Starbucks bugs vegan with Frappuccino dye made from ground up insects

Published On Wed Mar 28 2012

Melissa Allison The Seattle Times



SEATTLE—When Starbucks changed its Frappuccino mix a couple years ago, it made sure the new ingredients were dairy-free. But no one said anything about being bug-free.


Turns out the strawberry sauce used in strawberries-and-cream Frappuccinos contains cochineal extract, which is made from the bodies of ground-up insects indigenous to Latin America.


A vegan barista who works for Starbucks sent a picture of the sauce’s ingredient list to a vegetarian blog called www.ThisDishIsVegetarian.com, which posted it earlier this month.

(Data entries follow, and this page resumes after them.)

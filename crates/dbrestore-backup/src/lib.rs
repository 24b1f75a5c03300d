//! Dump and restore engines for dbrestore.
//!
//! This crate provides:
//! - [`perform_dump`]: capture every user table into a dump directory
//! - [`perform_restore`]: reconcile a dump into a live database
//! - Dump directory helpers (manifest, completeness check, archiving)
//!
//! # Example
//!
//! ```no_run
//! use dbrestore_backup::{dump_exists, perform_dump};
//! use dbrestore_providers::SqliteProvider;
//! use std::path::Path;
//!
//! # async fn example() -> dbrestore_core::Result<()> {
//! let provider = SqliteProvider::open(Path::new("dev.db"))?;
//! let dir = Path::new("./db-backup");
//! if !dump_exists(dir) {
//!     let result = perform_dump(&provider, "sqlite", dir).await?;
//!     println!("{} rows dumped", result.total_rows);
//! }
//! # Ok(())
//! # }
//! ```

pub mod archive;
pub mod dump;
pub mod files;
pub mod manifest;
pub mod restore;

pub use archive::archive_dump;
pub use dump::{perform_dump, DumpResult, TableSummary};
pub use files::{
    dump_exists, list_table_files, read_manifest, read_table_dump, remove_manifest,
    write_manifest, write_table_dump,
};
pub use manifest::DumpMetadata;
pub use restore::{perform_restore, RestoreResult, RestoreWarning, TableOutcome};
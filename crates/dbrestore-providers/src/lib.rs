//! Provider adapters for dbrestore
//!
//! This crate provides the backend abstraction used by the dump and restore
//! engines, plus the adapters compiled into this build:
//!
//! - SQLite (local database files)

pub mod sqlite;
pub mod traits;

pub use sqlite::SqliteProvider;
pub use traits::DatabaseProvider;

use dbrestore_core::{ConnectionSettings, Error, Result};
use tracing::info;

/// Create a connected provider for the given profile settings
pub fn create_provider(settings: &ConnectionSettings) -> Result<Box<dyn DatabaseProvider>> {
    match settings {
        ConnectionSettings::Sqlite { path } => {
            info!("Connecting to sqlite database {}", path.display());
            Ok(Box::new(SqliteProvider::open_existing(path)?))
        }
        ConnectionSettings::Postgres(_) | ConnectionSettings::Mysql(_) => {
            Err(Error::unsupported_provider(settings.kind().as_str()))
        }
    }
}

#[cfg(test)]
mod tests {
    use super::*;
    use dbrestore_core::config::ServerSettings;

    #[test]
    fn test_create_sqlite_provider() {
        let temp = tempfile::TempDir::new().unwrap();
        let path = temp.path().join("dev.db");
        SqliteProvider::open(&path).unwrap();

        let settings = ConnectionSettings::Sqlite { path };
        let provider = create_provider(&settings).unwrap();
        assert_eq!(provider.name(), "sqlite");
    }

    #[test]
    fn test_missing_sqlite_file_is_not_created() {
        let temp = tempfile::TempDir::new().unwrap();
        let path = temp.path().join("typo.db");

        let settings = ConnectionSettings::Sqlite { path: path.clone() };
        let err = create_provider(&settings).err().unwrap();
        assert!(err.is_connection());
        assert!(!path.exists());
    }

    #[test]
    fn test_server_backends_not_compiled_in() {
        let settings = ConnectionSettings::Mysql(ServerSettings {
            host: "localhost".to_string(),
            port: 3306,
            database: "app".to_string(),
            user: "root".to_string(),
        });
        let err = create_provider(&settings).err().unwrap();
        assert!(matches!(err, Error::UnsupportedProvider { .. }));
    }
}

The revelation sparked some criticism from advocacy groups questioning the practice.


“The strawberry base for our Strawberries & Creme Frappuccino does contain cochineal extract, a common natural dye that is used in the food industry, and it helps us move away from artificial ingredients,” said spokesman Jim Olson.

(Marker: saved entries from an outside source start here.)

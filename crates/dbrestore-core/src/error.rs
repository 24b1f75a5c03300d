//! Error types for dbrestore-core

use thiserror::Error;

/// Result type alias using dbrestore-core's Error type
pub type Result<T> = std::result::Result<T, Error>;

/// Core error types for dbrestore
#[derive(Error, Debug)]
pub enum Error {
    /// Cannot establish or use the database session
    #[error("Connection error ({provider}): {message}")]
    Connection { provider: String, message: String },

    /// A statement issued against the database failed
    #[error("Query failed on table {table}: {message}")]
    Query { table: String, message: String },

    /// A tagged value could not be turned back into a native value
    #[error("Cannot decode {kind} value: {message}")]
    Codec { kind: String, message: String },

    /// The dump directory has no manifest
    #[error("No complete dump found in {dir} (missing {file})")]
    ManifestMissing { dir: String, file: String },

    /// The manifest was written by a newer format version
    #[error("Unsupported dump format version {found} (this build reads up to {supported})")]
    UnsupportedDumpVersion { found: u32, supported: u32 },

    /// Profile lookup failed
    #[error("Profile \"{name}\" not found")]
    ProfileNotFound { name: String },

    /// Profile name contains characters that cannot be used as a file name
    #[error("Invalid profile name \"{name}\": use letters, digits, '-' or '_'")]
    InvalidProfileName { name: String },

    /// Table name cannot be stored as a dump file name
    #[error("Table name \"{name}\" cannot be stored in a dump directory")]
    InvalidTableName { name: String },

    /// Backend exists as a profile kind but has no adapter in this build
    #[error("Provider \"{provider}\" is not supported by this build (available: sqlite)")]
    UnsupportedProvider { provider: String },

    /// JSON parsing error
    #[error("JSON parsing error: {0}")]
    JsonParse(#[from] serde_json::Error),

    /// YAML parsing error
    #[error("YAML parsing error: {0}")]
    YamlParse(#[from] serde_yaml_ng::Error),

    /// IO error
    #[error("IO error: {0}")]
    Io(#[from] std::io::Error),
}

impl Error {
    /// Create a connection error
    pub fn connection(provider: impl Into<String>, message: impl Into<String>) -> Self {
        Self::Connection {
            provider: provider.into(),
            message: message.into(),
        }
    }

    /// Create a query error
    pub fn query(table: impl Into<String>, message: impl ToString) -> Self {
        Self::Query {
            table: table.into(),
            message: message.to_string(),
        }
    }

    /// Create a codec error
    pub fn codec(kind: impl Into<String>, message: impl ToString) -> Self {
        Self::Codec {
            kind: kind.into(),
            message: message.to_string(),
        }
    }

    /// Create a missing manifest error
    pub fn manifest_missing(dir: impl Into<String>, file: impl Into<String>) -> Self {
        Self::ManifestMissing {
            dir: dir.into(),
            file: file.into(),
        }
    }

    /// Create a profile not found error
    pub fn profile_not_found(name: impl Into<String>) -> Self {
        Self::ProfileNotFound { name: name.into() }
    }

    /// Create an unsupported provider error
    pub fn unsupported_provider(provider: impl Into<String>) -> Self {
        Self::UnsupportedProvider {
            provider: provider.into(),
        }
    }

    /// True for failures that come from the database session rather than from data
    pub fn is_connection(&self) -> bool {
        matches!(self, Self::Connection { .. })
    }
}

The base also is used in Starbucks’ strawberry smoothies, he said, and the insect-derived extract is in some other foods and drinks the chain sells, including its red velvet whoopie pies.


Starbucks is hardly the only one.


Cochineal extract and a similar ingredient called carmine, also made from the insects, are bright red and can be found in fruit juices, gelatins and other foods, as well as many makeup products.


They were used for red dye in Mexico before the Spaniards arrived, and the Italian liqueur Campari originally contained carmine dye.


Tropicana’s website lists carmine as a colorant in its non-refrigerated ruby red grapefruit juice, and Dole lists cochineal extract as an ingredient in some of its fruit-in-gel products.


Three years ago, the U.S. Food and Drug Administration said food and cosmetic products must declare on their labels that they contain cochineal extract or carmine. The rule went into effect in early 2011.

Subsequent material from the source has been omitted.